Scientific classification
- Kingdom: Animalia
- Phylum: Chordata
- Class: Reptilia
- Order: Squamata
- Suborder: Iguania
- Family: Chamaeleonidae
- Genus: Trioceros
- Species: T. hoehnelii
- Binomial name: Trioceros hoehnelii (Steindachner, 1891)
- Synonyms: Chamael[e]on höhnelii Steindachner, 1891; Chamaeleon bitaeniatus hohneli — F. Werner, 1911; Chamaeleo (Trioceros) hoehnelii — Nečas, 1999; Trioceros hoehnelii — Tilbury & Tolley, 2009;

= Trioceros hoehnelii =

- Genus: Trioceros
- Species: hoehnelii
- Authority: (Steindachner, 1891)
- Conservation status: LC
- Synonyms: Chamael[e]on höhnelii , Steindachner, 1891, Chamaeleon bitaeniatus hohneli , — F. Werner, 1911, Chamaeleo (Trioceros) hoehnelii , — Nečas, 1999, Trioceros hoehnelii , — Tilbury & Tolley, 2009

Species of lizard

Trioceros hoehnelii, commonly known as von Höhnel's chameleon, the helmeted chameleon, and the high-casqued chameleon, is a species of chameleon, a lizard in the family Chamaeleonidae.

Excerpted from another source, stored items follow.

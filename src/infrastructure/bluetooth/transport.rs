//! Transport Boundary
//!
//! The radio stack is reached only through [`BleTransport`]. Operations that
//! complete later (scan hits, link changes, discovery, inbound values) are
//! reported as [`TransportEvent`]s on the channel handed to the backend when
//! it is created.

use crate::infrastructure::bluetooth::error::TransportError;
use std::future::Future;

/// Bluetooth address of a discovered peripheral
pub type DeviceId = u64;

/// Opaque handle of a GATT characteristic
#[derive(Debug, Clone, Copy, PartialEq, Eq, Hash)]
pub struct CharacteristicHandle(pub u16);

/// Why service discovery did not yield the characteristic
#[derive(Debug, Clone, Copy, PartialEq, Eq)]
pub enum DiscoveryFailure {
    ServiceNotFound,
    CharacteristicNotFound,
    Status(i32),
}

#[derive(Debug, Clone, PartialEq, Eq)]
pub enum TransportEvent {
    DeviceFound {
        device: DeviceId,
        name: Option<String>,
    },
    ScanFailed {
        code: i32,
    },
    LinkUp,
    LinkLost,
    ServicesDiscovered(Result<CharacteristicHandle, DiscoveryFailure>),
    Notification {
        handle: CharacteristicHandle,
        value: Vec<u8>,
    },
}

/// BLE central-role operations the engine needs
pub trait BleTransport: Send + Sync + 'static {
    /// Start scanning for peripherals advertising `device_name`
    fn start_scan(&self, device_name: &str) -> Result<(), TransportError>;

    fn stop_scan(&self) -> Result<(), TransportError>;

    /// Open a GATT session; [`TransportEvent::LinkUp`] follows on success
    fn connect(&self, device: DeviceId) -> Result<(), TransportError>;

    /// Look up the THMIC64 service; [`TransportEvent::ServicesDiscovered`] follows
    fn discover_services(&self) -> Result<(), TransportError>;

    fn enable_notifications(
        &self,
        handle: CharacteristicHandle,
    ) -> impl Future<Output = Result<(), TransportError>> + Send;

    /// Write a value; resolves once the stack reports low-level completion
    fn write(
        &self,
        handle: CharacteristicHandle,
        value: Vec<u8>,
    ) -> impl Future<Output = Result<(), TransportError>> + Send;

    fn disconnect(&self) -> Result<(), TransportError>;
}
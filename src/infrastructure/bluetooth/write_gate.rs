//! Single-flight characteristic writes
//!
//! The peripheral firmware only frames correctly when one physical write is
//! outstanding at a time. Blocking sends queue on a one-permit semaphore;
//! holding the permit is the `WriteInFlight` state.

use crate::infrastructure::bluetooth::error::WriteError;
use crate::infrastructure::bluetooth::link::{wait_until_not_ready, LinkHandle};
use crate::infrastructure::bluetooth::protocol::{Frame, MAX_FRAME_LEN};
use crate::infrastructure::bluetooth::transport::{BleTransport, CharacteristicHandle};
use std::sync::atomic::{AtomicBool, Ordering};
use std::sync::Arc;
use std::time::Duration;
use tokio::sync::Semaphore;
use tracing::{trace, warn};

pub struct WriteGate<T> {
    transport: Arc<T>,
    link: LinkHandle,
    permit: Semaphore,
    in_flight: AtomicBool,
    completion_timeout: Duration,
}

/// Marks the gate busy until dropped
struct InFlight<'a>(&'a AtomicBool);

impl<'a> InFlight<'a> {
    fn enter(flag: &'a AtomicBool) -> Self {
        flag.store(true, Ordering::SeqCst);
        Self(flag)
    }
}

impl Drop for InFlight<'_> {
    fn drop(&mut self) {
        self.0.store(false, Ordering::SeqCst);
    }
}

impl<T: BleTransport> WriteGate<T> {
    pub fn new(transport: Arc<T>, link: LinkHandle, completion_timeout: Duration) -> Self {
        Self {
            transport,
            link,
            permit: Semaphore::new(1),
            in_flight: AtomicBool::new(false),
            completion_timeout,
        }
    }

    /// `true` while no blocking write is outstanding
    pub fn is_idle(&self) -> bool {
        !self.in_flight.load(Ordering::SeqCst)
    }

    /// Write one frame to the characteristic
    ///
    /// With `blocking` the call waits for every earlier blocking write to
    /// finish before issuing its own. Without it the write is issued right
    /// away even if another one is in flight. Both variants return once the
    /// transport reports low-level completion.
    pub async fn send(&self, frame: Frame, blocking: bool) -> Result<(), WriteError> {
        if frame.is_empty() || frame.len() > MAX_FRAME_LEN {
            return Err(WriteError::InvalidFrame { len: frame.len() });
        }
        let handle = self
            .link
            .current_characteristic_handle()
            .ok_or(WriteError::NotReady)?;

        if !blocking {
            return self.issue(handle, frame).await;
        }

        let _permit = self
            .permit
            .acquire()
            .await
            .map_err(|_| WriteError::NotReady)?;

        // The link may have dropped while this caller was queued
        let handle = self
            .link
            .current_characteristic_handle()
            .ok_or(WriteError::NotReady)?;

        let _in_flight = InFlight::enter(&self.in_flight);
        self.issue(handle, frame).await
    }

    async fn issue(&self, handle: CharacteristicHandle, frame: Frame) -> Result<(), WriteError> {
        let mut status = self.link.watch();
        trace!("Writing {} bytes: {:02X?}", frame.len(), frame.as_bytes());

        let write = tokio::time::timeout(
            self.completion_timeout,
            self.transport.write(handle, frame.into_bytes()),
        );

        tokio::select! {
            result = write => match result {
                Ok(Ok(())) => Ok(()),
                Ok(Err(e)) => {
                    warn!("Characteristic write failed: {}", e);
                    Err(WriteError::Transport(e))
                }
                Err(_) => {
                    warn!("Characteristic write not completed within {:?}", self.completion_timeout);
                    Err(WriteError::CompletionTimeout)
                }
            },
            _ = wait_until_not_ready(&mut status) => Err(WriteError::LinkLost),
        }
    }
}
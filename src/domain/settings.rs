use crate::domain::keyboard::{DEFAULT_MIN_KEY_PRESSED_MS, MIN_KEY_PRESSED_RANGE_MS};
use crate::domain::models::AckTimeoutPolicy;
use crate::infrastructure::bluetooth::protocol;
use serde::{Deserialize, Serialize};
use std::fs;
use std::path::{Path, PathBuf};
use tracing::warn;

#[derive(Debug, Clone, Serialize, Deserialize)]
pub struct LogSettings {
    #[serde(default = "default_level")]
    pub level: String, // "trace", "debug", "info", "warn", "error"
    #[serde(default = "default_false")]
    pub file_logging_enabled: bool,
    #[serde(default = "default_true")]
    pub console_logging_enabled: bool,
    #[serde(default = "default_log_dir")]
    pub log_dir: String,
    #[serde(default = "default_prefix")]
    pub file_name_prefix: String,
    #[serde(default = "default_false")]
    pub show_file_line: bool,
    #[serde(default = "default_false")]
    pub show_thread_ids: bool,
    #[serde(default = "default_true")]
    pub show_target: bool,
    #[serde(default = "default_true")]
    pub ansi_colors: bool,
    #[serde(default = "default_rotation")]
    pub rotation: String, // "daily", "hourly", "minutely", "never"
}

impl Default for LogSettings {
    fn default() -> Self {
        Self {
            level: default_level(),
            file_logging_enabled: default_false(),
            console_logging_enabled: default_true(),
            log_dir: default_log_dir(),
            file_name_prefix: default_prefix(),
            show_file_line: default_false(),
            show_thread_ids: default_false(),
            show_target: default_true(),
            ansi_colors: default_true(),
            rotation: default_rotation(),
        }
    }
}

fn default_level() -> String {
    "info".to_string()
}
fn default_true() -> bool {
    true
}
fn default_false() -> bool {
    false
}
fn default_log_dir() -> String {
    "logs".to_string()
}
fn default_prefix() -> String {
    "thmic64_remote".to_string()
}
fn default_rotation() -> String {
    "daily".to_string()
}

#[derive(Debug, Clone, Serialize, Deserialize)]
pub struct Settings {
    // Logging Settings
    #[serde(default)]
    pub log_settings: LogSettings,

    // BLE Settings
    #[serde(default = "default_device_name")]
    pub device_name: String,
    #[serde(default = "default_service_uuid")]
    pub ble_service_uuid: String,
    #[serde(default = "default_characteristic_uuid")]
    pub ble_characteristic_uuid: String,
    #[serde(default)]
    pub last_connected_address: Option<u64>,
    #[serde(default = "default_scan_duration_ms")]
    pub scan_duration_ms: u64,
    #[serde(default = "default_write_timeout_ms")]
    pub write_timeout_ms: u64,

    // Transfer Settings
    #[serde(default = "default_ack_timeout_ms")]
    pub ack_timeout_ms: u64,
    #[serde(default)]
    pub ack_timeout_policy: AckTimeoutPolicy,
    #[serde(default = "default_query_timeout_ms")]
    pub query_timeout_ms: u64,

    // Keyboard Settings
    #[serde(default = "default_min_key_pressed_duration_ms")]
    pub min_key_pressed_duration_ms: u64,

    // Battery Settings
    #[serde(default = "default_true")]
    pub battery_monitor_enabled: bool,
    #[serde(default = "default_battery_first_check_ms")]
    pub battery_first_check_ms: u64,
    #[serde(default = "default_battery_check_interval_ms")]
    pub battery_check_interval_ms: u64,
}

impl Default for Settings {
    fn default() -> Self {
        Self {
            log_settings: LogSettings::default(),

            device_name: default_device_name(),
            ble_service_uuid: default_service_uuid(),
            ble_characteristic_uuid: default_characteristic_uuid(),
            last_connected_address: None,
            scan_duration_ms: default_scan_duration_ms(),
            write_timeout_ms: default_write_timeout_ms(),

            ack_timeout_ms: default_ack_timeout_ms(),
            ack_timeout_policy: AckTimeoutPolicy::default(),
            query_timeout_ms: default_query_timeout_ms(),

            min_key_pressed_duration_ms: default_min_key_pressed_duration_ms(),

            battery_monitor_enabled: true,
            battery_first_check_ms: default_battery_first_check_ms(),
            battery_check_interval_ms: default_battery_check_interval_ms(),
        }
    }
}

impl Settings {
    /// Pull out-of-range values back into range
    pub fn normalize(&mut self) {
        let (min, max) = MIN_KEY_PRESSED_RANGE_MS;
        let clamped = self.min_key_pressed_duration_ms.clamp(min, max);
        if clamped != self.min_key_pressed_duration_ms {
            warn!(
                "min_key_pressed_duration_ms {} out of range, using {}",
                self.min_key_pressed_duration_ms, clamped
            );
            self.min_key_pressed_duration_ms = clamped;
        }
    }
}

fn default_device_name() -> String {
    protocol::TARGET_DEVICE_NAME.to_string()
}
fn default_service_uuid() -> String {
    protocol::SERVICE_UUID.to_string()
}
fn default_characteristic_uuid() -> String {
    protocol::CHARACTERISTIC_UUID.to_string()
}
fn default_scan_duration_ms() -> u64 {
    10_000
}
fn default_write_timeout_ms() -> u64 {
    5_000
}
fn default_ack_timeout_ms() -> u64 {
    3_000
}
fn default_query_timeout_ms() -> u64 {
    2_000
}
fn default_min_key_pressed_duration_ms() -> u64 {
    DEFAULT_MIN_KEY_PRESSED_MS
}
fn default_battery_first_check_ms() -> u64 {
    10_000
}
fn default_battery_check_interval_ms() -> u64 {
    5 * 60 * 1000
}

pub struct SettingsService {
    settings: Settings,
    settings_path: PathBuf,
}

impl SettingsService {
    pub fn new() -> anyhow::Result<Self> {
        let settings_path = Self::get_settings_path()?;
        Ok(Self::with_path(settings_path))
    }

    /// Load from an explicit file, falling back to defaults if it is missing or unreadable
    pub fn with_path(settings_path: PathBuf) -> Self {
        let mut settings = match Self::load_from_file(&settings_path) {
            Ok(settings) => settings,
            Err(e) => {
                if settings_path.exists() {
                    warn!("Ignoring {}: {}", settings_path.display(), e);
                }
                Settings::default()
            }
        };
        settings.normalize();

        Self {
            settings,
            settings_path,
        }
    }

    fn get_settings_path() -> anyhow::Result<PathBuf> {
        let mut path = dirs::config_dir()
            .ok_or_else(|| anyhow::anyhow!("Could not determine config directory"))?;
        path.push("THMIC64Remote");
        path.push("settings.json");
        Ok(path)
    }

    fn load_from_file(path: &Path) -> anyhow::Result<Settings> {
        let contents = fs::read_to_string(path)?;
        let settings = serde_json::from_str(&contents)?;
        Ok(settings)
    }

    pub fn path(&self) -> &Path {
        &self.settings_path
    }

    pub fn save(&self) -> anyhow::Result<()> {
        if let Some(dir) = self.settings_path.parent() {
            fs::create_dir_all(dir)?;
        }
        let json = serde_json::to_string_pretty(&self.settings)?;
        fs::write(&self.settings_path, json)?;
        Ok(())
    }

    pub fn get(&self) -> &Settings {
        &self.settings
    }

    pub fn get_mut(&mut self) -> &mut Settings {
        &mut self.settings
    }

    pub fn remember_address(&mut self, address: u64) -> anyhow::Result<()> {
        if self.settings.last_connected_address != Some(address) {
            self.settings.last_connected_address = Some(address);
            self.save()?;
        }
        Ok(())
    }
}
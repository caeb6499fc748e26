use crate::domain::settings::LogSettings;
use std::str::FromStr;
use tracing_appender::non_blocking::WorkerGuard;
use tracing_appender::rolling::Rotation;
use tracing_subscriber::{fmt, prelude::*, EnvFilter};

pub struct LoggingGuard {
    // We need to keep this guard alive for logs to be flushed
    _guards: Vec<WorkerGuard>,
}

fn parse_rotation(rotation: &str) -> Rotation {
    match rotation.to_lowercase().as_str() {
        "hourly" => Rotation::HOURLY,
        "minutely" => Rotation::MINUTELY,
        "never" => Rotation::NEVER,
        _ => Rotation::DAILY,
    }
}

/// Install the global subscriber
///
/// `RUST_LOG` wins over `level_override`, which wins over the configured level.
pub fn init_logger(
    settings: &LogSettings,
    level_override: Option<&str>,
) -> anyhow::Result<LoggingGuard> {
    let mut guards = Vec::new();

    let level = level_override.unwrap_or(&settings.level);
    let level_filter = EnvFilter::try_from_default_env()
        .or_else(|_| EnvFilter::from_str(level))
        .unwrap_or_else(|_| EnvFilter::new("info"));

    // Console goes to stderr so command output on stdout stays clean
    let console_layer = if settings.console_logging_enabled {
        Some(
            fmt::layer()
                .with_writer(std::io::stderr)
                .with_file(settings.show_file_line)
                .with_line_number(settings.show_file_line)
                .with_thread_ids(settings.show_thread_ids)
                .with_target(settings.show_target)
                .with_ansi(settings.ansi_colors),
        )
    } else {
        None
    };

    let file_layer = if settings.file_logging_enabled {
        let file_appender = tracing_appender::rolling::RollingFileAppender::new(
            parse_rotation(&settings.rotation),
            &settings.log_dir,
            &settings.file_name_prefix,
        );
        let (non_blocking, guard) = tracing_appender::non_blocking(file_appender);
        guards.push(guard);
        Some(
            fmt::layer()
                .with_writer(non_blocking)
                .with_ansi(false)
                .with_file(settings.show_file_line)
                .with_line_number(settings.show_file_line)
                .with_thread_ids(settings.show_thread_ids)
                .with_target(settings.show_target),
        )
    } else {
        None
    };

    tracing_subscriber::registry()
        .with(level_filter)
        .with(console_layer)
        .with(file_layer)
        .try_init()?;

    tracing::debug!("Logging initialized");

    Ok(LoggingGuard { _guards: guards })
}
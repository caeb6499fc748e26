pub mod keyboard;
pub mod models;
pub mod settings;
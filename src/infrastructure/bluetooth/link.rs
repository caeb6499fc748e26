//! Link State Machine
//!
//! Tracks the connection lifecycle and the one characteristic handle that is
//! valid while the link is ready.
//!
//! ```text
//! Disconnected --scan--> Scanning --device found--> Connecting
//!     --link up--> ServicesDiscovering --characteristic found--> Ready
//!
//! any state --link lost--> Disconnected
//! ```

use crate::domain::models::LinkState;
use crate::infrastructure::bluetooth::error::LinkError;
use crate::infrastructure::bluetooth::transport::CharacteristicHandle;
use std::sync::{Arc, Mutex, MutexGuard, PoisonError};
use tokio::sync::watch;
use tracing::{debug, info};

/// Inputs driving the state machine
#[derive(Debug, Clone, Copy, PartialEq, Eq)]
pub enum LinkInput {
    Scan,
    DeviceFound,
    LinkUp,
    CharacteristicFound(CharacteristicHandle),
    LinkLost,
}

#[derive(Debug, Clone, Copy, PartialEq, Eq)]
pub enum Transition {
    Moved { from: LinkState, to: LinkState },
    Ignored,
}

impl Transition {
    pub fn is_moved(&self) -> bool {
        matches!(self, Self::Moved { .. })
    }
}

#[derive(Debug)]
pub struct LinkStateMachine {
    state: LinkState,
    characteristic: Option<CharacteristicHandle>,
}

impl Default for LinkStateMachine {
    fn default() -> Self {
        Self::new()
    }
}

impl LinkStateMachine {
    pub fn new() -> Self {
        Self {
            state: LinkState::Disconnected,
            characteristic: None,
        }
    }

    pub fn state(&self) -> LinkState {
        self.state
    }

    pub fn is_ready(&self) -> bool {
        self.state == LinkState::Ready
    }

    pub fn current_characteristic_handle(&self) -> Option<CharacteristicHandle> {
        self.characteristic
    }

    pub fn apply(&mut self, input: LinkInput) -> Transition {
        let from = self.state;
        let to = match (from, input) {
            (LinkState::Disconnected, LinkInput::Scan) => LinkState::Scanning,
            (LinkState::Scanning, LinkInput::DeviceFound) => LinkState::Connecting,
            (LinkState::Connecting, LinkInput::LinkUp) => LinkState::ServicesDiscovering,
            (LinkState::ServicesDiscovering, LinkInput::CharacteristicFound(handle)) => {
                self.characteristic = Some(handle);
                LinkState::Ready
            }
            (LinkState::Disconnected, LinkInput::LinkLost) => {
                self.characteristic = None;
                return Transition::Ignored;
            }
            (_, LinkInput::LinkLost) => LinkState::Disconnected,
            _ => return Transition::Ignored,
        };

        if to != LinkState::Ready {
            self.characteristic = None;
        }
        self.state = to;
        Transition::Moved { from, to }
    }
}

/// Published view of the link
#[derive(Debug, Clone, PartialEq, Eq)]
pub struct LinkStatus {
    pub state: LinkState,
    /// Cause of the most recent drop to `Disconnected`, cleared by the next scan
    pub last_error: Option<LinkError>,
}

struct LinkShared {
    machine: Mutex<LinkStateMachine>,
    status: watch::Sender<LinkStatus>,
}

/// Shared owner of the link state
///
/// One handle is created per connection manager and cloned into the write
/// gate and transfer sessions.
#[derive(Clone)]
pub struct LinkHandle {
    shared: Arc<LinkShared>,
}

impl Default for LinkHandle {
    fn default() -> Self {
        Self::new()
    }
}

impl LinkHandle {
    pub fn new() -> Self {
        let (status, _) = watch::channel(LinkStatus {
            state: LinkState::Disconnected,
            last_error: None,
        });
        Self {
            shared: Arc::new(LinkShared {
                machine: Mutex::new(LinkStateMachine::new()),
                status,
            }),
        }
    }

    fn machine(&self) -> MutexGuard<'_, LinkStateMachine> {
        self.shared
            .machine
            .lock()
            .unwrap_or_else(PoisonError::into_inner)
    }

    pub fn state(&self) -> LinkState {
        self.machine().state()
    }

    pub fn is_ready(&self) -> bool {
        self.machine().is_ready()
    }

    pub fn current_characteristic_handle(&self) -> Option<CharacteristicHandle> {
        self.machine().current_characteristic_handle()
    }

    pub fn status(&self) -> LinkStatus {
        self.shared.status.borrow().clone()
    }

    pub fn watch(&self) -> watch::Receiver<LinkStatus> {
        self.shared.status.subscribe()
    }

    pub fn apply(&self, input: LinkInput) -> Transition {
        self.transition(input, None)
    }

    /// Drop to `Disconnected` and record why
    pub fn fail(&self, error: LinkError) -> Transition {
        self.transition(LinkInput::LinkLost, Some(error))
    }

    fn transition(&self, input: LinkInput, error: Option<LinkError>) -> Transition {
        // Publish while holding the machine lock so watchers see transitions in order
        let mut machine = self.machine();
        let transition = machine.apply(input);

        match transition {
            Transition::Moved { from, to } => {
                info!("Link state: {} -> {}", from, to);
                self.shared.status.send_modify(|status| {
                    status.state = to;
                    if to == LinkState::Scanning {
                        status.last_error = None;
                    }
                    if error.is_some() {
                        status.last_error = error;
                    }
                });
            }
            Transition::Ignored => {
                debug!("Link input {:?} ignored in state {}", input, machine.state());
            }
        }

        transition
    }
}

/// Resolve once the link is no longer ready
pub async fn wait_until_not_ready(status: &mut watch::Receiver<LinkStatus>) {
    // A closed channel means the link owner is gone, which is as good as lost
    let _ = status.wait_for(|s| s.state != LinkState::Ready).await;
}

The species is native to eastern Africa.

==Etymology==
Both the specific name, hoehnelii, and one of the common names, "von Höhnel's chameleon", are in honor of Austrian explorer Ludwig von Höhnel (1857–1942).

==Geographic range==
T. hoehnelii is found in Kenya and Uganda.

==Identification==
T. hoehnelii is a small to medium-size chameleon, growing up to 10 inches (25.4 cm) in total length (including tail). Coloration is highly variable across its geographic range. During morning hours, it may be seen basking in the sunlight, almost completely black in color to capture heat energy from the sunlight. This species has a single horn on the rostrum, a serrated back crest, and a spiny throat crest. Males are typically larger than females with a larger casque, horn, and enlarged tail base.

==Behavior==
Most chameleons in east Africa tend to be territorial and the high-casqued chameleon is no different. If males are placed together, they will hiss at each other, turn black, and inflate their bodies to make them look larger. Dominant males display brightly colored patterns that differ from females or subordinate males, which often persist until they are defeated during a courtship battle.

==Reproduction==
T. hoehnelli bears live young via ovoviviparity. Sexually mature adults form stable pair bonds during the mating season, which endure throughout the five months of pregnancy. After the birth, the pair usually splits up.

==Diet==
The high-casqued chameleon eats most small insects and spiders, and does so by extending the tongue to capture the prey. It is capable of extending the tongue more than a complete body length.